Gold has been the original store of value and medium of exchange to mankind for centuries till paper currency took over a couple of centuries ago. However, most of the sustainable paper currencies were backed by Gold till as late as 1971, when the Bretton Woods agreement was scrapped and world currencies became a true ′𝐹𝑖𝑎𝑡′ currency.

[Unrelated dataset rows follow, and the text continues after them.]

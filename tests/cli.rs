use std::fs;

use assert_cmd::cargo::cargo_bin_cmd;
use predicates::prelude::*;
use tempfile::tempdir;

fn settings_json() -> &'static str {
    r#"
{
  "version": 1,
  "command": "echo from-file",
  "time": "6:15 AM"
}
"#
}

#[test]
fn diagnostics_reports_next_day_when_time_has_passed() {
    let mut cmd = cargo_bin_cmd!("wakeup");
    cmd.args(["--diagnostics", "--time", "10:30 AM"])
        .args(["--now", "2014-03-04T10:31:00"])
        .assert()
        .success()
        .stdout(predicate::str::contains("Next fire instant: 2014-03-05 10:30:00"))
        .stdout(predicate::str::contains("Delay: 23:59:00"));
}

#[test]
fn diagnostics_uses_settings_file_and_cli_override_wins() {
    let dir = tempdir().expect("tempdir");
    let settings = dir.path().join("wakeup.json");
    fs::write(&settings, settings_json()).expect("write json");

    let mut cmd = cargo_bin_cmd!("wakeup");
    cmd.arg("--diagnostics")
        .arg("--config")
        .arg(&settings)
        .args(["--now", "2014-03-04T05:00:00"])
        .assert()
        .success()
        .stdout(predicate::str::contains("Alarm time: 6:15 AM"))
        .stdout(predicate::str::contains("Command: echo from-file"));

    let mut cmd = cargo_bin_cmd!("wakeup");
    cmd.arg("--diagnostics")
        .arg("--config")
        .arg(&settings)
        .args(["--command", "echo from-cli"])
        .args(["--now", "2014-03-04T05:00:00"])
        .assert()
        .success()
        .stdout(predicate::str::contains("Alarm time: 6:15 AM"))
        .stdout(predicate::str::contains("Command: echo from-cli"));
}

#[test]
fn malformed_time_fails_with_clear_error() {
    let mut cmd = cargo_bin_cmd!("wakeup");
    cmd.args(["--diagnostics", "--time", "25:99 XM"])
        .assert()
        .failure()
        .stderr(predicate::str::contains("error parsing time"));
}

#[test]
fn malformed_json_fails_with_clear_error() {
    let dir = tempdir().expect("tempdir");
    let settings = dir.path().join("wakeup.json");
    fs::write(&settings, "{ not-valid-json ").expect("write invalid json");

    let mut cmd = cargo_bin_cmd!("wakeup");
    cmd.arg("--diagnostics")
        .arg("--config")
        .arg(settings)
        .assert()
        .failure()
        .stderr(predicate::str::contains("invalid JSON"));
}

#[test]
fn missing_settings_file_fails() {
    let dir = tempdir().expect("tempdir");
    let mut cmd = cargo_bin_cmd!("wakeup");
    cmd.arg("--diagnostics")
        .arg("--config")
        .arg(dir.path().join("absent.json"))
        .assert()
        .failure()
        .stderr(predicate::str::contains("unable to read settings file"));
}

#[test]
fn headless_without_api_is_rejected() {
    let mut cmd = cargo_bin_cmd!("wakeup");
    cmd.arg("--headless")
        .assert()
        .failure()
        .stderr(predicate::str::contains("--api"));
}

#[test]
fn headless_help_explains_how_to_stop_cleanly() {
    let mut cmd = cargo_bin_cmd!("wakeup");
    cmd.arg("--help")
        .assert()
        .success()
        .stdout(predicate::str::contains("/v1/shutdown"))
        .stdout(predicate::str::contains("SIGTERM"));
}

#[test]
fn console_reports_invalid_time_and_keeps_running() {
    let mut cmd = cargo_bin_cmd!("wakeup");
    cmd.args(["--command", "true"])
        .write_stdin("start 25:99 XM\nshow\nquit\n")
        .assert()
        .success()
        .stdout(predicate::str::contains("status: "))
        .stdout(predicate::str::contains("time:    25:99 XM"))
        .stderr(predicate::str::contains("Invalid time"))
        .stderr(predicate::str::contains("3:04 PM"));
}

#[test]
fn armed_alarm_is_cancelled_on_quit() {
    let mut cmd = cargo_bin_cmd!("wakeup");
    cmd.args(["--arm", "--time", "11:59 PM", "--command", "true"])
        .write_stdin("quit\n")
        .assert()
        .success()
        .stdout(predicate::str::contains("alarm set for"))
        .stdout(predicate::str::contains("status: Started"));
}
//! Local HTTP control surface.
//!
//! A second presentation layer next to the console: it forwards start/stop
//! requests to the controller queue and serves the last status the
//! controller reported.

use std::io::Read;
use std::net::{IpAddr, Ipv6Addr};
use std::str::FromStr;
use std::sync::atomic::{AtomicBool, Ordering};
use std::sync::mpsc::Sender;
use std::sync::{Arc, Mutex};
use std::thread::{self, JoinHandle};
use std::time::Duration;

use anyhow::Result;
use chrono::{DateTime, Local};
use serde::{Deserialize, Serialize};
use tiny_http::{Header, Method, Response, Server, StatusCode};
use tracing::{debug, info, warn};

use crate::alarm::controller::ControllerEvent;
use crate::alarm::model::AlarmStatus;
use crate::presenter::Presenter;

const MAX_BODY_BYTES: u64 = 16 * 1024;

#[derive(Debug, Clone, Serialize, PartialEq, Eq)]
pub struct LastError {
    pub title: String,
    pub detail: String,
    pub at_unix_ms: i64,
}

#[derive(Debug, Clone, Serialize, Default)]
pub struct StatusSnapshot {
    pub status: String,
    pub fire_at: Option<String>,
    pub last_error: Option<LastError>,
    pub updated_unix_ms: i64,
}

#[derive(Debug, Default)]
pub struct ApiSharedState {
    pub snapshot: StatusSnapshot,
    total_requests: u64,
}

impl ApiSharedState {
    pub fn total_requests(&self) -> u64 {
        self.total_requests
    }

    fn record_status(&mut self, status: AlarmStatus, now_ms: i64) {
        self.snapshot.status = status.label().to_string();
        if status == AlarmStatus::Idle {
            self.snapshot.fire_at = None;
        }
        self.snapshot.updated_unix_ms = now_ms;
    }

    fn record_armed(&mut self, fire_at: DateTime<Local>, now_ms: i64) {
        self.snapshot.fire_at = Some(fire_at.to_rfc3339());
        self.snapshot.updated_unix_ms = now_ms;
    }

    fn record_error(&mut self, title: &str, detail: &str, now_ms: i64) {
        self.snapshot.last_error = Some(LastError {
            title: title.to_string(),
            detail: detail.to_string(),
            at_unix_ms: now_ms,
        });
        self.snapshot.updated_unix_ms = now_ms;
    }
}

/// Mirrors controller notifications into the state served by the API.
#[derive(Debug, Clone)]
pub struct ApiPresenter {
    state: Arc<Mutex<ApiSharedState>>,
}

impl ApiPresenter {
    pub fn new(state: Arc<Mutex<ApiSharedState>>) -> Self {
        Self { state }
    }
}

impl Presenter for ApiPresenter {
    fn status_changed(&self, status: AlarmStatus) {
        if let Ok(mut guard) = self.state.lock() {
            guard.record_status(status, Local::now().timestamp_millis());
        }
    }

    fn error(&self, title: &str, detail: &str) {
        if let Ok(mut guard) = self.state.lock() {
            guard.record_error(title, detail, Local::now().timestamp_millis());
        }
    }

    fn armed(&self, fire_at: DateTime<Local>) {
        if let Ok(mut guard) = self.state.lock() {
            guard.record_armed(fire_at, Local::now().timestamp_millis());
        }
    }
}

#[derive(Debug, Clone)]
pub struct ApiServerConfig {
    pub bind_addr: String,
    pub port: u16,
}

pub struct ApiServer {
    state: Arc<Mutex<ApiSharedState>>,
    stop: Arc<AtomicBool>,
    http_join: Option<JoinHandle<()>>,
}

impl ApiServer {
    pub fn start(
        config: ApiServerConfig,
        state: Arc<Mutex<ApiSharedState>>,
        events: Sender<ControllerEvent>,
    ) -> Result<Self> {
        let bind = format!("{}:{}", config.bind_addr, config.port);
        let server = Server::http(&bind)
            .map_err(|err| anyhow::anyhow!("failed to start API server on {bind}: {err}"))?;
        info!(%bind, "control API listening");
        let stop = Arc::new(AtomicBool::new(false));
        let state_for_thread = Arc::clone(&state);
        let stop_for_thread = Arc::clone(&stop);
        let http_join = thread::Builder::new()
            .name("control-api".to_string())
            .spawn(move || run_server_loop(server, state_for_thread, events, stop_for_thread))?;

        Ok(Self {
            state,
            stop,
            http_join: Some(http_join),
        })
    }
}

impl Drop for ApiServer {
    fn drop(&mut self) {
        self.stop.store(true, Ordering::Relaxed);
        if let Some(join) = self.http_join.take() {
            let _ = join.join();
        }
        if let Ok(guard) = self.state.lock() {
            info!(requests = guard.total_requests(), "control API stopped");
        }
    }
}

fn run_server_loop(
    server: Server,
    state: Arc<Mutex<ApiSharedState>>,
    events: Sender<ControllerEvent>,
    stop: Arc<AtomicBool>,
) {
    while !stop.load(Ordering::Relaxed) {
        match server.recv_timeout(Duration::from_millis(200)) {
            Ok(Some(request)) => handle_request(request, &state, &events),
            Ok(None) => continue,
            Err(err) => debug!("API receive failed: {err}"),
        }
    }
}

#[derive(Debug, Deserialize, PartialEq, Eq)]
struct StartRequest {
    time: String,
    command: String,
}

#[derive(Debug, Serialize)]
struct Accepted {
    accepted: &'static str,
}

#[derive(Debug, PartialEq, Eq)]
enum Route {
    Status,
    Start(StartRequest),
    Stop,
    Shutdown,
}

#[derive(Debug, PartialEq, Eq)]
struct Rejection {
    status: u16,
    message: String,
}

fn handle_request(
    mut request: tiny_http::Request,
    state: &Arc<Mutex<ApiSharedState>>,
    events: &Sender<ControllerEvent>,
) {
    let Some(remote_addr) = request.remote_addr().copied() else {
        let _ = send_text(request, StatusCode(400), "missing remote address");
        return;
    };
    if !is_local_network_ip(remote_addr.ip()) {
        let _ = send_text(request, StatusCode(403), "forbidden: local network only");
        return;
    }

    let mut body = String::new();
    if request.method() == &Method::Post {
        let read = request
            .as_reader()
            .take(MAX_BODY_BYTES)
            .read_to_string(&mut body);
        if let Err(err) = read {
            let _ = send_text(request, StatusCode(400), &format!("unreadable body: {err}"));
            return;
        }
    }

    let url = request.url().to_string();
    let path = url.split_once('?').map_or(url.as_str(), |(path, _)| path);
    let route = route_request(request.method(), path, &body);

    if let Ok(mut guard) = state.lock() {
        guard.total_requests += 1;
    }

    let result = match route {
        Ok(Route::Status) => {
            let snapshot = match state.lock() {
                Ok(guard) => guard.snapshot.clone(),
                Err(_) => {
                    let _ = send_text(request, StatusCode(500), "internal state lock error");
                    return;
                }
            };
            send_json(request, StatusCode(200), &snapshot)
        }
        Ok(Route::Start(start)) => {
            info!(time = %start.time, "start requested over API");
            forward(
                request,
                events,
                ControllerEvent::Start {
                    time: start.time,
                    command: start.command,
                },
                "start",
            )
        }
        Ok(Route::Stop) => {
            info!("stop requested over API");
            forward(request, events, ControllerEvent::Stop, "stop")
        }
        Ok(Route::Shutdown) => {
            info!("shutdown requested over API");
            forward(request, events, ControllerEvent::Shutdown, "shutdown")
        }
        Err(rejection) => send_text(request, StatusCode(rejection.status), &rejection.message),
    };
    if let Err(err) = result {
        warn!("failed to answer API request: {err:#}");
    }
}

fn forward(
    request: tiny_http::Request,
    events: &Sender<ControllerEvent>,
    event: ControllerEvent,
    accepted: &'static str,
) -> Result<()> {
    if events.send(event).is_err() {
        return send_text(request, StatusCode(503), "alarm controller is not running");
    }
    send_json(request, StatusCode(202), &Accepted { accepted })
}

fn route_request(method: &Method, path: &str, body: &str) -> Result<Route, Rejection> {
    match (method, path) {
        (Method::Get, "/v1/status") => Ok(Route::Status),
        (Method::Post, "/v1/start") => parse_start_body(body).map(Route::Start),
        (Method::Post, "/v1/stop") => Ok(Route::Stop),
        (Method::Post, "/v1/shutdown") => Ok(Route::Shutdown),
        (_, "/v1/status" | "/v1/start" | "/v1/stop" | "/v1/shutdown") => Err(Rejection {
            status: 405,
            message: "method not allowed".to_string(),
        }),
        _ => Err(Rejection {
            status: 404,
            message: "not found".to_string(),
        }),
    }
}

/// Only the body shape is checked here. The time text goes to the controller
/// as typed, so a bad time still retires the current alarm and lands in
/// `last_error` like any other start failure.
fn parse_start_body(body: &str) -> Result<StartRequest, Rejection> {
    serde_json::from_str::<StartRequest>(body).map_err(|err| Rejection {
        status: 400,
        message: format!("invalid start request: {err}"),
    })
}

fn send_json<T: Serialize>(
    request: tiny_http::Request,
    status: StatusCode,
    body: &T,
) -> Result<()> {
    let payload = serde_json::to_vec(body)?;
    let content_type = Header::from_str("Content-Type: application/json; charset=utf-8")
        .map_err(|_| anyhow::anyhow!("failed to build content-type header"))?;
    request.respond(
        Response::from_data(payload)
            .with_status_code(status)
            .with_header(content_type),
    )?;
    Ok(())
}

fn send_text(request: tiny_http::Request, status: StatusCode, body: &str) -> Result<()> {
    let content_type = Header::from_str("Content-Type: text/plain; charset=utf-8")
        .map_err(|_| anyhow::anyhow!("failed to build content-type header"))?;
    request.respond(
        Response::from_string(body.to_string())
            .with_status_code(status)
            .with_header(content_type),
    )?;
    Ok(())
}

fn is_local_network_ip(ip: IpAddr) -> bool {
    match ip {
        IpAddr::V4(v4) => v4.is_loopback() || v4.is_private() || v4.is_link_local(),
        IpAddr::V6(v6) => {
            v6.is_loopback()
                || v6.is_unique_local()
                || v6.is_unicast_link_local()
                || is_ipv4_mapped_local(v6)
        }
    }
}

fn is_ipv4_mapped_local(v6: Ipv6Addr) -> bool {
    match v6.to_ipv4_mapped() {
        Some(v4) => v4.is_loopback() || v4.is_private() || v4.is_link_local(),
        None => false,
    }
}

Gold, however, continues to garner interest not only as a metal of choice for jewelry, but also as a store of value and often advisable part of a diversified investment portfolio as it tends to be an effective inflation hedge and safe haven when economies are going through a rough patch.

Approach

In the series we will take different approaches to predict returns from Gold prices using **Machine learning **as highlighted in introduction section

First we will go the regression route to predict future returns of Gold over next 2 and 3 week period. We will do this by using historical returns of different instruments which I believe impact the outlook towards Gold. The fundamental reason is, that I term Gold as a *‘reactionary’ *asset. It has little fundamentals of its own and movement in prices often is a derivative of how investors view other asset classes (equities, commodities etc.).

Importing Data

For this and subsequent exercises, we will need closing price of several instruments for past 10 years . There are various paid (Reuters, Bloomberg) and free resources (IEX, Quandl, Yahoofinance, Google finance) that we can use to import data. Since this project needed different type of asset classes (Equities, Commodities, Debt and precious metals) I found the *yahoofinancials*’ package to be very helpful and straight forward.

***#Importing Libraries***
import pandas as pd
from datetime import datetime
import matplotlib.pyplot as plt
from yahoofinancials import YahooFinancials

I have prepared a list of instruments for which we need to import data. yahoofinancials package requires Yahoo ticker symbols. The list contains the ticker symbols and their descriptions. The excel file containing the list can be found here with the name ‘Ticker List’ . We import that file and extract the ticker symbols and the names as separate lists. (*see notebook*)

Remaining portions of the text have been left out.